## What is required
Tell how many lines in the data hold "matches", giving that figure alone.

## Records to use
####################
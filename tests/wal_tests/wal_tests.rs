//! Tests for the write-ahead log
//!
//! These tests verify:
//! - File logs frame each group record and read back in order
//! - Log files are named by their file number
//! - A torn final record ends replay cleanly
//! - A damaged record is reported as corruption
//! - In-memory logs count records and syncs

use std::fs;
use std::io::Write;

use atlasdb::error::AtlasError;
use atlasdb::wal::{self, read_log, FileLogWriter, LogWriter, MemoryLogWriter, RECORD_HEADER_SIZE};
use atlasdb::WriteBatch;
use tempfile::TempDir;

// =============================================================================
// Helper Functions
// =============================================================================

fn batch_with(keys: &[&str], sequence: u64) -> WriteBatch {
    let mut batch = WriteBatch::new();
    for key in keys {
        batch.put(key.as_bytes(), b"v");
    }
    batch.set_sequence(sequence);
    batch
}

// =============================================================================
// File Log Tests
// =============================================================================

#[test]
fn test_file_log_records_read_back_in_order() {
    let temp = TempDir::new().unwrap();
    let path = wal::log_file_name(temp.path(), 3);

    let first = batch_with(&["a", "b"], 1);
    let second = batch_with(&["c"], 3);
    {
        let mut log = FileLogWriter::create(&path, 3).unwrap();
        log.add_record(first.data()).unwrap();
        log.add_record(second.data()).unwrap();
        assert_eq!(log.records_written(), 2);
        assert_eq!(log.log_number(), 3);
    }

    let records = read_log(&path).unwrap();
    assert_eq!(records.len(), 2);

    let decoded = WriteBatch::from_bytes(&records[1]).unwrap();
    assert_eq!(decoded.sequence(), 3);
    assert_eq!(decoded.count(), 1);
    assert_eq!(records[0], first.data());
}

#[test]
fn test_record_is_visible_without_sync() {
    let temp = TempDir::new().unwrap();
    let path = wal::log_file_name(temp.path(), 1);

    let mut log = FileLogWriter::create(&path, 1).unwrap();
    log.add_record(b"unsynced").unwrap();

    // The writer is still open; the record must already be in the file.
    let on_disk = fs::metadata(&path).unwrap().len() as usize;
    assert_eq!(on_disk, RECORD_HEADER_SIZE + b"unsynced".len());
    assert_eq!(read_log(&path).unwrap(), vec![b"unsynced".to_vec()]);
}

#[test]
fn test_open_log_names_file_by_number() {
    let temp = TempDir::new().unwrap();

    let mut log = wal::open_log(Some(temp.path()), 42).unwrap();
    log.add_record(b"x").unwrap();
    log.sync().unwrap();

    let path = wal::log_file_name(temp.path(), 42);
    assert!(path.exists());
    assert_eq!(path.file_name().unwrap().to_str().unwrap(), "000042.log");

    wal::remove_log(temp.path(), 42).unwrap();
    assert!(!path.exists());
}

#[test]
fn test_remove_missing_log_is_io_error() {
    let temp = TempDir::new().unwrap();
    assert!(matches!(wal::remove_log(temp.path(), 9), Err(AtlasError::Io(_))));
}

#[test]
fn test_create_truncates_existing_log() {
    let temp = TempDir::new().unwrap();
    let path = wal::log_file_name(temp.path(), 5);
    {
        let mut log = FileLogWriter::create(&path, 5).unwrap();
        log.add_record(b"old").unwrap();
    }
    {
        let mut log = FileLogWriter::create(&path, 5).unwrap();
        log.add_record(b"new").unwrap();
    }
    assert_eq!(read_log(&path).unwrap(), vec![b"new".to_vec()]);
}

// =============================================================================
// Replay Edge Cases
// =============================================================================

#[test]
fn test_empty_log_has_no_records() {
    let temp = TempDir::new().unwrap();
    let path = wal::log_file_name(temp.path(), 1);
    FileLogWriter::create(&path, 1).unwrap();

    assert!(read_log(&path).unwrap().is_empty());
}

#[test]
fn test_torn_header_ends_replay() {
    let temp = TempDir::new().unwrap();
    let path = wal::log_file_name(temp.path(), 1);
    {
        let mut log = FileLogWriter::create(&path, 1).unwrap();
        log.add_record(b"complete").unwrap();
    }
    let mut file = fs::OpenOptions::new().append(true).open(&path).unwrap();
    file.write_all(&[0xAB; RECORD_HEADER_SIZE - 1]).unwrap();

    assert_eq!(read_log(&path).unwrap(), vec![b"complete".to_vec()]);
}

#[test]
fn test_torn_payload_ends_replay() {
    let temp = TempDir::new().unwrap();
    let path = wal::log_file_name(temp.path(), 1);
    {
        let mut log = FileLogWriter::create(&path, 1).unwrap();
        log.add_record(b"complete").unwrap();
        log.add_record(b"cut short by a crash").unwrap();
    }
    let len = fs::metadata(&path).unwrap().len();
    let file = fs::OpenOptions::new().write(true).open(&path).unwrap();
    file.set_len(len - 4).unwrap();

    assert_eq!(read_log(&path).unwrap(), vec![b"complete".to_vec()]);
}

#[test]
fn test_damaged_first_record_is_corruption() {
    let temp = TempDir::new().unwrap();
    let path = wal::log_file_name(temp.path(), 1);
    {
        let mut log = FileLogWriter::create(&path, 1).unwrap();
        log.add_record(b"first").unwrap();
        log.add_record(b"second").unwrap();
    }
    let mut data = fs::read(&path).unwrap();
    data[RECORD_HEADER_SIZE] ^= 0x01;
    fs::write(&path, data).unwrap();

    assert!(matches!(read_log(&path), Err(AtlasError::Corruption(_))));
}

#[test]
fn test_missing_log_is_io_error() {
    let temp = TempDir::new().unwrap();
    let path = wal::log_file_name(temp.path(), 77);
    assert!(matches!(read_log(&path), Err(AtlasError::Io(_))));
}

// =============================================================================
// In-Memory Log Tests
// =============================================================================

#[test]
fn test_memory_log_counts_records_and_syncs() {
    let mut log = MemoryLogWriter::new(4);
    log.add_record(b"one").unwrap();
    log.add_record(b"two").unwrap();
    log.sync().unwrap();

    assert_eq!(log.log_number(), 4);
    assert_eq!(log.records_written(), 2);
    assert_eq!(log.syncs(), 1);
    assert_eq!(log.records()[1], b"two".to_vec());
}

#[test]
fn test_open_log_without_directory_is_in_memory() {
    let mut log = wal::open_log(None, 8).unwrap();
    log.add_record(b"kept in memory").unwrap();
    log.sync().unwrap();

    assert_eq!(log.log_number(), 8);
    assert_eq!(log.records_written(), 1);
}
####################
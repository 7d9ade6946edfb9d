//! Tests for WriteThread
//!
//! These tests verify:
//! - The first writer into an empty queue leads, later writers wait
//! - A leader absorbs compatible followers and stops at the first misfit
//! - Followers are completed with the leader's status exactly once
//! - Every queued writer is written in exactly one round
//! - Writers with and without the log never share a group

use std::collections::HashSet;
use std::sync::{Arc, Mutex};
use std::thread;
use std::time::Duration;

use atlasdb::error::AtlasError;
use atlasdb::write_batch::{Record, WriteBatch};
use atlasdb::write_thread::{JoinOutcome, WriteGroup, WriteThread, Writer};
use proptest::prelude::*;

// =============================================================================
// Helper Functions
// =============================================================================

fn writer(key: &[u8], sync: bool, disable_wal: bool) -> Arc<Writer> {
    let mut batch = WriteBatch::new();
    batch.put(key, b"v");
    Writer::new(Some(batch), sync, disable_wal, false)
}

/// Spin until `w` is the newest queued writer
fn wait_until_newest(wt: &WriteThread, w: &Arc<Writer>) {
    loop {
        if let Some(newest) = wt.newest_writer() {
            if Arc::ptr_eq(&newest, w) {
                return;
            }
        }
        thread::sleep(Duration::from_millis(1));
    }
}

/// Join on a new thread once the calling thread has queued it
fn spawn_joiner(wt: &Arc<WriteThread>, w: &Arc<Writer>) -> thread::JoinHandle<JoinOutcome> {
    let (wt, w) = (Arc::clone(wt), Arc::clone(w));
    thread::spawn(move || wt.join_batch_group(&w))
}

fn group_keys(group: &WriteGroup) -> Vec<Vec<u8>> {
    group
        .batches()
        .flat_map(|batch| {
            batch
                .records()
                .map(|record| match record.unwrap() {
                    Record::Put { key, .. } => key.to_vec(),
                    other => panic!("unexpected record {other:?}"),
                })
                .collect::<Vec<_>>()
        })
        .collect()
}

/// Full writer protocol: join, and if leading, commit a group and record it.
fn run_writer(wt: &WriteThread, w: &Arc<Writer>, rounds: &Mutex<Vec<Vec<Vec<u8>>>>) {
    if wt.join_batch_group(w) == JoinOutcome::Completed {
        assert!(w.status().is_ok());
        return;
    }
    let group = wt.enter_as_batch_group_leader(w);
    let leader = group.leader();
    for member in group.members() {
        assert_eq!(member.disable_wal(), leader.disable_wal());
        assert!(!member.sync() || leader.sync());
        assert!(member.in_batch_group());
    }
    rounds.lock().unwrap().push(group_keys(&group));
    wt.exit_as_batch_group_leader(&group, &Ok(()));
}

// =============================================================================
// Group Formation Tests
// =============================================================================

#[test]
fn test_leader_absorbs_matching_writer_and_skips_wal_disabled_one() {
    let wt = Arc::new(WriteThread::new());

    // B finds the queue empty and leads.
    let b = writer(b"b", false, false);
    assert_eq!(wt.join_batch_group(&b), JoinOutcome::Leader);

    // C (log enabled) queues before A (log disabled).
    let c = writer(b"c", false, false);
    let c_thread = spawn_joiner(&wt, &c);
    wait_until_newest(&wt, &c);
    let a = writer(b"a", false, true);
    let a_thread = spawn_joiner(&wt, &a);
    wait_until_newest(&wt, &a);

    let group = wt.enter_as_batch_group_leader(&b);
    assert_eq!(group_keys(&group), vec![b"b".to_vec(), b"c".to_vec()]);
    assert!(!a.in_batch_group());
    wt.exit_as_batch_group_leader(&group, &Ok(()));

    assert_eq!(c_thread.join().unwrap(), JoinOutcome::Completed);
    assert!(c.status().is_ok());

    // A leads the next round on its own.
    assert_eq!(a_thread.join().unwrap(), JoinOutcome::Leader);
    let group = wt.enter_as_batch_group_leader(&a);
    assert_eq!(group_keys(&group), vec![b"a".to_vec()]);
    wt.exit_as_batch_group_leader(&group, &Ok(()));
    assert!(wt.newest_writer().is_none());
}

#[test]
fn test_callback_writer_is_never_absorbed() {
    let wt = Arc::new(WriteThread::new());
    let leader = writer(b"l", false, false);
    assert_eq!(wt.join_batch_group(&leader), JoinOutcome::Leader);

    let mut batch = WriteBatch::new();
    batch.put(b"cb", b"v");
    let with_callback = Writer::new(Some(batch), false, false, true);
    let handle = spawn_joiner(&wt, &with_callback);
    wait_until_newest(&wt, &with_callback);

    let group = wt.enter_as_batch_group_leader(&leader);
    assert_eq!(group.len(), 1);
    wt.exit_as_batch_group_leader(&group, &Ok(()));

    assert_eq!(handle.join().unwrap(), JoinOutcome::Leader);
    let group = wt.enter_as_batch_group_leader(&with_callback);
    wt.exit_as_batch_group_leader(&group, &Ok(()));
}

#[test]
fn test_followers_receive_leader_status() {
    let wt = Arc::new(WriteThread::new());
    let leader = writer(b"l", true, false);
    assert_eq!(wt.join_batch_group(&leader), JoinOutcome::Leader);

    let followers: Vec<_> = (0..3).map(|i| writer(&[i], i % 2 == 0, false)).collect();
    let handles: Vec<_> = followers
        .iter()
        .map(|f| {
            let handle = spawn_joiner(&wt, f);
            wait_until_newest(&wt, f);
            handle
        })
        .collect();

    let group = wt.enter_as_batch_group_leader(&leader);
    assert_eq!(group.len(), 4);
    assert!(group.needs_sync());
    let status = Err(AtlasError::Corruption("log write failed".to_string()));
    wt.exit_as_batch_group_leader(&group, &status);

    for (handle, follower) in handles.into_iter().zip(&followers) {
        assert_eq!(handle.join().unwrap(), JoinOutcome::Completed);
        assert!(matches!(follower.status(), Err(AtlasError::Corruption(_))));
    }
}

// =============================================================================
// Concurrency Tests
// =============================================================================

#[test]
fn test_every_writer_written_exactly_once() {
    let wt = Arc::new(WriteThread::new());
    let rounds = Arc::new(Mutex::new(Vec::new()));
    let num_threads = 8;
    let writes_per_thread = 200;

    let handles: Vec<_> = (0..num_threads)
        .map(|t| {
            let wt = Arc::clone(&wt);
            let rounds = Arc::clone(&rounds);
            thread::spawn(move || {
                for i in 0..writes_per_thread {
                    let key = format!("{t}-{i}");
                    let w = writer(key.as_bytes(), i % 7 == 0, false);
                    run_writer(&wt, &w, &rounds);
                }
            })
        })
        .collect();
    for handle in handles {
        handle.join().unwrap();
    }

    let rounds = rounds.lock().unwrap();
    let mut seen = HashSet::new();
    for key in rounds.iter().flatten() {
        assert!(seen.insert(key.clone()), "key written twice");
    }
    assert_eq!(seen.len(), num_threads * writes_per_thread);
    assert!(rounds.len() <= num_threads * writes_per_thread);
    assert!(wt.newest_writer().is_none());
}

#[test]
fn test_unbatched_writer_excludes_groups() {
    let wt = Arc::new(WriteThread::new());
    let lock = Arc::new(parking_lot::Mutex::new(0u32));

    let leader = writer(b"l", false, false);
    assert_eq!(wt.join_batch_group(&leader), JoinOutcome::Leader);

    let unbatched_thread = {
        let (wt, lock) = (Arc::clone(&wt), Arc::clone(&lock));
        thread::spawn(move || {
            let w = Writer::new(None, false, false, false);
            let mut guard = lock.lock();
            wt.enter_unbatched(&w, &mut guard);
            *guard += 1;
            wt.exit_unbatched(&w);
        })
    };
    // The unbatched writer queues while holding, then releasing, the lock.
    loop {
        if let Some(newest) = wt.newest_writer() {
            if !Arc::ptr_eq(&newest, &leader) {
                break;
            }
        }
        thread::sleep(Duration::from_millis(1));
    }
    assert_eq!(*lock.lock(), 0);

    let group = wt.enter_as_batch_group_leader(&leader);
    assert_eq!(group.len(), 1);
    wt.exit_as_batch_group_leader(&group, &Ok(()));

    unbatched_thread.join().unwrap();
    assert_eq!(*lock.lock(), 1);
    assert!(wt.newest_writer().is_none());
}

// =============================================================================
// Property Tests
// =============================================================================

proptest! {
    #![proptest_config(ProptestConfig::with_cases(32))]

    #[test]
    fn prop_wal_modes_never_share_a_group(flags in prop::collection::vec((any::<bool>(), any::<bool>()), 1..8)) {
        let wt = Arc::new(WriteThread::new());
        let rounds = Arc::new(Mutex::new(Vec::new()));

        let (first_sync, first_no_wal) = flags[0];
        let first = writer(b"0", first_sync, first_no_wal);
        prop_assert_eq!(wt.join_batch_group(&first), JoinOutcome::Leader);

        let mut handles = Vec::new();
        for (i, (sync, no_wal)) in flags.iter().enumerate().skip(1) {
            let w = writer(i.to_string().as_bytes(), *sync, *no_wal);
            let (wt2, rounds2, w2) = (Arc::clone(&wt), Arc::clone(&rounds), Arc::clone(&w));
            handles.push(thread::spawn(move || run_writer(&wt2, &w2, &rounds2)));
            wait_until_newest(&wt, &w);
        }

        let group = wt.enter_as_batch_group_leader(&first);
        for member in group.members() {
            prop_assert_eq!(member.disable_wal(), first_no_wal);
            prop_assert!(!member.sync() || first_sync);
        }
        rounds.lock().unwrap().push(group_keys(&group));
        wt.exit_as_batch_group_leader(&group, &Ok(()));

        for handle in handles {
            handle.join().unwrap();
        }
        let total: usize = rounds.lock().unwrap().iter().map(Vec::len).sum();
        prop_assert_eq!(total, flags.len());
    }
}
####################
## Task answer
4